## Your task
The entries below must be copied exactly as they are.

==== Task data ====

//! Converts warehouse product rows into Content API `custombatch` payloads.
//!
//! Rows flow upward through three layers: [`convert`] maps one field,
//! [`filter`] decides whether the converted value is worth sending,
//! [`format`] assembles one product, and [`batch`] turns a list of rows into
//! a batch plus the skip list and batch-id index needed to reconcile the
//! API response.

pub mod batch;
pub mod convert;
pub mod error;
pub mod filter;
pub mod format;
pub mod observer;
pub mod types;

pub use batch::{chunk_rows, create_batch, BatchCreator};
pub use convert::{convert_field, snake_to_camel_case, strip_unwanted_chars};
pub use error::{ConvertError, UploaderError};
pub use filter::is_keepable;
pub use format::format_item;
pub use observer::{BatchObserver, TracingObserver};
pub use types::{
    ApiItem, ApiValue, Batch, BatchEntry, BatchIdIndex, BatchOutput, EntryPayload, FieldValue,
    Price, SourceRow, MERCHANT_ID_FIELD, MISSING_ITEM_ID,
};
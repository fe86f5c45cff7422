use std::path::{Path, PathBuf};

use anyhow::Context;
use clap::Args;
use feedloader_core::{Method, UploaderConfig};
use feedloader_uploader::{BatchCreator, BatchOutput, SourceRow};

#[derive(Debug, Args)]
pub(crate) struct BuildArgs {
    /// JSON file holding an array of row objects.
    #[arg(long)]
    pub(crate) input: PathBuf,

    /// Operation applied to every row.
    #[arg(long, default_value = "insert")]
    pub(crate) method: Method,

    /// Where to write the payloads; stdout when omitted.
    #[arg(long)]
    pub(crate) output: Option<PathBuf>,
}

pub(crate) fn run(config: &UploaderConfig, args: &BuildArgs) -> anyhow::Result<()> {
    let rows = read_rows(&args.input)?;
    tracing::info!(
        rows = rows.len(),
        batch_size = config.batch_size,
        method = %args.method,
        is_mca = config.is_mca,
        "building batches"
    );

    let outputs = BatchCreator::new(config)
        .create_batches(&rows, args.method)
        .context("failed to build batch")?;
    for (batch_number, output) in outputs.iter().enumerate() {
        log_summary(batch_number, output);
    }

    let json = serde_json::to_string_pretty(&outputs)?;
    match &args.output {
        Some(path) => std::fs::write(path, json)
            .with_context(|| format!("failed to write {}", path.display()))?,
        None => println!("{json}"),
    }
    Ok(())
}

fn read_rows(path: &Path) -> anyhow::Result<Vec<SourceRow>> {
    let raw = std::fs::read_to_string(path)
        .with_context(|| format!("failed to read {}", path.display()))?;
    serde_json::from_str(&raw).with_context(|| format!("failed to parse rows in {}", path.display()))
}

fn log_summary(batch_number: usize, output: &BatchOutput) {
    let entries = output.batch.entries.len();
    let skipped = output.skipped_item_ids.len();
    if skipped > 0 {
        tracing::warn!(
            batch_number,
            entries,
            skipped,
            skipped_item_ids = ?output.skipped_item_ids,
            "batch built with skipped items"
        );
    } else {
        tracing::info!(batch_number, entries, "batch built");
    }
}

#[cfg(test)]
mod tests {
    use super::*;

    fn temp_path(name: &str) -> PathBuf {
        std::env::temp_dir().join(format!("feedloader-cli-{}-{name}", std::process::id()))
    }

    #[test]
    fn run_writes_batches_to_output_file() {
        let input = temp_path("rows.json");
        let output = temp_path("out.json");
        std::fs::write(
            &input,
            r#"[{"item_id": "A1", "price": "100"}, {"item_id": "A2"}, {"item_id": "A3"}]"#,
        )
        .unwrap();

        let mut config = UploaderConfig::new("1234567", "US", "en", "USD");
        config.batch_size = 2;
        let args = BuildArgs {
            input: input.clone(),
            method: Method::Delete,
            output: Some(output.clone()),
        };
        run(&config, &args).unwrap();

        let written: serde_json::Value =
            serde_json::from_str(&std::fs::read_to_string(&output).unwrap()).unwrap();
        assert_eq!(written.as_array().unwrap().len(), 2);
        assert_eq!(
            written[1]["batch"]["entries"][0]["productId"],
            "online:en:US:A3"
        );
        assert_eq!(written[1]["batch_id_to_item_id"]["0"], "A3");

        std::fs::remove_file(input).ok();
        std::fs::remove_file(output).ok();
    }

    #[test]
    fn run_reports_unparseable_input() {
        let input = temp_path("bad.json");
        std::fs::write(&input, "{not json").unwrap();
        let config = UploaderConfig::new("1234567", "US", "en", "USD");
        let args = BuildArgs {
            input: input.clone(),
            method: Method::Insert,
            output: None,
        };
        let err = run(&config, &args).unwrap_err();
        assert!(err.to_string().contains("failed to parse rows"));
        std::fs::remove_file(input).ok();
    }
}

====

## Answer below
//! Converts warehouse product rows into Content API `custombatch` payloads.
//!
//! Rows flow upward through three layers: [`convert`] maps one field,
//! [`filter`] decides whether the converted value is worth sending,
//! [`format`] assembles one product, and [`batch`] turns a list of rows into
//! a batch plus the skip list and batch-id index needed to reconcile the
//! API response.

pub mod batch;
pub mod convert;
pub mod error;
pub mod filter;
pub mod format;
pub mod observer;
pub mod types;

pub use batch::{chunk_rows, create_batch, BatchCreator};
pub use convert::{convert_field, snake_to_camel_case, strip_unwanted_chars};
pub use error::{ConvertError, UploaderError};
pub use filter::is_keepable;
pub use format::format_item;
pub use observer::{BatchObserver, TracingObserver};
pub use types::{
    ApiItem, ApiValue, Batch, BatchEntry, BatchIdIndex, BatchOutput, EntryPayload, FieldValue,
    Price, SourceRow, MERCHANT_ID_FIELD, MISSING_ITEM_ID,
};
repository fe86f5c45cff7422
use std::path::{Path, PathBuf};

use anyhow::Context;
use clap::Args;
use feedloader_core::{Method, UploaderConfig};
use feedloader_uploader::{BatchCreator, BatchOutput, SourceRow};

#[derive(Debug, Args)]
pub(crate) struct BuildArgs {
    /// JSON file holding an array of row objects.
    #[arg(long)]
    pub(crate) input: PathBuf,

    /// Operation applied to every row.
    #[arg(long, default_value = "insert")]
    pub(crate) method: Method,

    /// Where to write the payloads; stdout when omitted.
    #[arg(long)]
    pub(crate) output: Option<PathBuf>,
}

pub(crate) fn run(config: &UploaderConfig, args: &BuildArgs) -> anyhow::Result<()> {
    let rows = read_rows(&args.input)?;
    tracing::info!(
        rows = rows.len(),
        batch_size = config.batch_size,
        method = %args.method,
        is_mca = config.is_mca,
        "building batches"
    );

    let outputs = BatchCreator::new(config)
        .create_batches(&rows, args.method)
        .context("failed to build batch")?;
    for (batch_number, output) in outputs.iter().enumerate() {
        log_summary(batch_number, output);
    }

    let json = serde_json::to_string_pretty(&outputs)?;
    match &args.output {
        Some(path) => std::fs::write(path, json)
            .with_context(|| format!("failed to write {}", path.display()))?,
        None => println!("{json}"),
    }
    Ok(())
}

fn read_rows(path: &Path) -> anyhow::Result<Vec<SourceRow>> {
    let raw = std::fs::read_to_string(path)
        .with_context(|| format!("failed to read {}", path.display()))?;
    serde_json::from_str(&raw).with_context(|| format!("failed to parse rows in {}", path.display()))
}

fn log_summary(batch_number: usize, output: &BatchOutput) {
    let entries = output.batch.entries.len();
    let skipped = output.skipped_item_ids.len();
    if skipped > 0 {
        tracing::warn!(
            batch_number,
            entries,
            skipped,
            skipped_item_ids = ?output.skipped_item_ids,
            "batch built with skipped items"
        );
    } else {
        tracing::info!(batch_number, entries, "batch built");
    }
}

#[cfg(test)]
mod tests {
    use super::*;

    fn temp_path(name: &str) -> PathBuf {
        std::env::temp_dir().join(format!("feedloader-cli-{}-{name}", std::process::id()))
    }

    #[test]
    fn run_writes_batches_to_output_file() {
        let input = temp_path("rows.json");
        let output = temp_path("out.json");
        std::fs::write(
            &input,
            r#"[{"item_id": "A1", "price": "100"}, {"item_id": "A2"}, {"item_id": "A3"}]"#,
        )
        .unwrap();

        let mut config = UploaderConfig::new("1234567", "US", "en", "USD");
        config.batch_size = 2;
        let args = BuildArgs {
            input: input.clone(),
            method: Method::Delete,
            output: Some(output.clone()),
        };
        run(&config, &args).unwrap();

        let written: serde_json::Value =
            serde_json::from_str(&std::fs::read_to_string(&output).unwrap()).unwrap();
        assert_eq!(written.as_array().unwrap().len(), 2);
        assert_eq!(
            written[1]["batch"]["entries"][0]["productId"],
            "online:en:US:A3"
        );
        assert_eq!(written[1]["batch_id_to_item_id"]["0"], "A3");

        std::fs::remove_file(input).ok();
        std::fs::remove_file(output).ok();
    }

    #[test]
    fn run_reports_unparseable_input() {
        let input = temp_path("bad.json");
        std::fs::write(&input, "{not json").unwrap();
        let config = UploaderConfig::new("1234567", "US", "en", "USD");
        let args = BuildArgs {
            input: input.clone(),
            method: Method::Insert,
            output: None,
        };
        let err = run(&config, &args).unwrap_err();
        assert!(err.to_string().contains("failed to parse rows"));
        std::fs::remove_file(input).ok();
    }
}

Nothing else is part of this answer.